Nieźle radzą sobie w tym sezonie Washington Wizards. Receptę na sukces zdradził Gilbert Arenas: "Nie imprezujemy. Nie upijamy się co noc. Nikt się nie wywyższa. W ogóle nie ma tu klimatów typu Shaq - Kobe".

Tako rzecze Shaq

"Jestem szczęśliwy, że gram dla tak wspaniałej drużyny jak Miami Heat. Ważę 147 kilo, 13 proc. tkanki tłuszczowej, wciąż jestem największym amerykańskim symbolem seksu i biegam co wieczór nago po plaży".

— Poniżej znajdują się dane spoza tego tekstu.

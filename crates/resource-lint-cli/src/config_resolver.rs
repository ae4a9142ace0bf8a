//! Configuration file resolution with global fallback.
//!
//! The first match wins:
//!
//! 1. `--config` flag (explicit path, not checked for existence)
//! 2. `resource-lint.toml` or `.resource-lint.toml` in the current
//!    directory, then in the Go module root
//! 3. `~/.resource-lint/config.toml`, or `$RESOURCE_LINT_CONFIG_DIR/config.toml`
//! 4. built-in defaults

use std::path::{Path, PathBuf};

use anyhow::{Context, Result};
use resource_lint_core::Config;

/// Where the configuration was found.
#[derive(Debug, Clone, PartialEq, Eq)]
pub enum ConfigSource {
    /// Given with `--config`.
    Explicit(PathBuf),
    /// Found next to the sources.
    Project(PathBuf),
    /// Found in the global config directory.
    Global(PathBuf),
    /// Nothing found.
    Default,
}

impl ConfigSource {
    /// The config file, if any.
    #[must_use]
    pub fn path(&self) -> Option<&Path> {
        match self {
            Self::Explicit(p) | Self::Project(p) | Self::Global(p) => Some(p),
            Self::Default => None,
        }
    }

    /// Reads the configuration, or the defaults for [`ConfigSource::Default`].
    ///
    /// # Errors
    ///
    /// Returns an error if the file cannot be read or parsed.
    pub fn load(&self) -> Result<Config> {
        let Some(path) = self.path() else {
            return Ok(Config::default());
        };
        Config::from_file(path).with_context(|| format!("failed to load config {}", path.display()))
    }
}

const PROJECT_CONFIG_NAMES: &[&str] = &["resource-lint.toml", ".resource-lint.toml"];

const GLOBAL_CONFIG_NAME: &str = "config.toml";

/// Environment variable overriding the global config directory.
const CONFIG_DIR_ENV: &str = "RESOURCE_LINT_CONFIG_DIR";

/// Resolves the configuration for a run in `work_dir` inside the module
/// rooted at `module_root`.
#[must_use]
pub fn resolve(work_dir: &Path, module_root: &Path, explicit: Option<&Path>) -> ConfigSource {
    let mut project_dirs = vec![work_dir];
    if module_root != work_dir {
        project_dirs.push(module_root);
    }
    resolve_in(&project_dirs, explicit, global_config_dir().as_deref())
}

fn resolve_in(project_dirs: &[&Path], explicit: Option<&Path>, global_dir: Option<&Path>) -> ConfigSource {
    if let Some(path) = explicit {
        return ConfigSource::Explicit(path.to_path_buf());
    }

    let project = project_dirs
        .iter()
        .flat_map(|dir| PROJECT_CONFIG_NAMES.iter().map(move |name| dir.join(name)))
        .find(|candidate| candidate.is_file());
    if let Some(path) = project {
        tracing::debug!("Found project config: {}", path.display());
        return ConfigSource::Project(path);
    }

    match global_dir.map(|dir| dir.join(GLOBAL_CONFIG_NAME)) {
        Some(path) if path.is_file() => {
            tracing::debug!("Found global config: {}", path.display());
            ConfigSource::Global(path)
        }
        _ => ConfigSource::Default,
    }
}

/// The global config directory: `$RESOURCE_LINT_CONFIG_DIR`, else
/// `~/.resource-lint/`.
#[must_use]
pub fn global_config_dir() -> Option<PathBuf> {
    match std::env::var_os(CONFIG_DIR_ENV) {
        Some(dir) => Some(PathBuf::from(dir)),
        None => home::home_dir().map(|home| home.join(".resource-lint")),
    }
}

#[cfg(test)]
mod tests {
    use super::*;
    use std::fs;
    use tempfile::TempDir;

    fn touch(dir: &Path, name: &str) -> PathBuf {
        let path = dir.join(name);
        fs::write(&path, "").unwrap();
        path
    }

    #[test]
    fn explicit_path_is_trusted_as_given() {
        let tmp = TempDir::new().unwrap();
        touch(tmp.path(), "resource-lint.toml");
        let explicit = Path::new("/nonexistent/custom.toml");

        let source = resolve_in(&[tmp.path()], Some(explicit), None);
        assert_eq!(source, ConfigSource::Explicit(explicit.to_path_buf()));
        assert!(source.load().is_err());
    }

    #[test]
    fn work_dir_wins_over_module_root() {
        let root = TempDir::new().unwrap();
        let service = root.path().join("internal/services/web");
        fs::create_dir_all(&service).unwrap();
        touch(root.path(), "resource-lint.toml");

        let source = resolve_in(&[service.as_path(), root.path()], None, None);
        assert_eq!(source, ConfigSource::Project(root.path().join("resource-lint.toml")));

        let local = touch(&service, ".resource-lint.toml");
        let source = resolve_in(&[service.as_path(), root.path()], None, None);
        assert_eq!(source, ConfigSource::Project(local));
    }

    #[test]
    fn dashed_name_preferred_over_dot_prefix() {
        let tmp = TempDir::new().unwrap();
        let dashed = touch(tmp.path(), "resource-lint.toml");
        touch(tmp.path(), ".resource-lint.toml");

        assert_eq!(resolve_in(&[tmp.path()], None, None), ConfigSource::Project(dashed));
    }

    #[test]
    fn global_is_the_last_resort() {
        let project = TempDir::new().unwrap();
        let global = TempDir::new().unwrap();
        assert_eq!(
            resolve_in(&[project.path()], None, Some(global.path())),
            ConfigSource::Default
        );

        let global_file = touch(global.path(), "config.toml");
        assert_eq!(
            resolve_in(&[project.path()], None, Some(global.path())),
            ConfigSource::Global(global_file)
        );

        touch(project.path(), "resource-lint.toml");
        assert!(matches!(
            resolve_in(&[project.path()], None, Some(global.path())),
            ConfigSource::Project(_)
        ));
    }

    #[test]
    fn load_reads_rules_and_reports_bad_files() {
        let tmp = TempDir::new().unwrap();
        let path = tmp.path().join("resource-lint.toml");
        fs::write(&path, "[rules.AZBP005]\nenabled = false\n").unwrap();

        let config = ConfigSource::Project(path.clone()).load().unwrap();
        assert!(!config.is_rule_enabled("AZBP005"));
        assert!(config.is_rule_enabled("AZBP001"));

        fs::write(&path, "[rules\n").unwrap();
        let err = ConfigSource::Project(path).load().unwrap_err();
        assert!(err.to_string().starts_with("failed to load config"));
    }

    #[test]
    fn default_source_loads_defaults() {
        let config = ConfigSource::Default.load().unwrap();
        assert!(config.analyzer.include_tests);
        assert_eq!(config.changes.default_base, "main");
    }
}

"Większość ludzi mnie naprawdę lubi. Więc jeśli ktoś mnie nie lubi, to znaczy, że to z nim jest coś nie halo".

Bohater tygodnia

Tracy McGrady w meczu z San Antonio Spurs. Na minutę przed końcem meczu Spurs prowadzili w Houston różnicą 10 punktów, a większość kibiców opuściła już halę Toyota Center. Będą tego żałować do końca życia, bo mogli być świadkami jednej z najbardziej niesamowitych końcówek w historii NBA. McGrady rzucił 13 punktów w 35 sekund (4 razy za 3 punkty, w tym raz z faulem) i poprowadził Rockets do zwycięstwa 81:80. Gdyby Tracy grał tak przez 48 minut, to zdobyłby w tym meczu... 1069 punktów.

Złota myśl

- Cóż, na razie jego wypowiedzi sugerują, że nie jest w najlepszym nastroju. Jest trochę większy ode mnie, więc poczekam, aż się trochę uspokoi - właściciel Lakers Jerry Buss zapytany, czy już się pogodził z Shaqiem.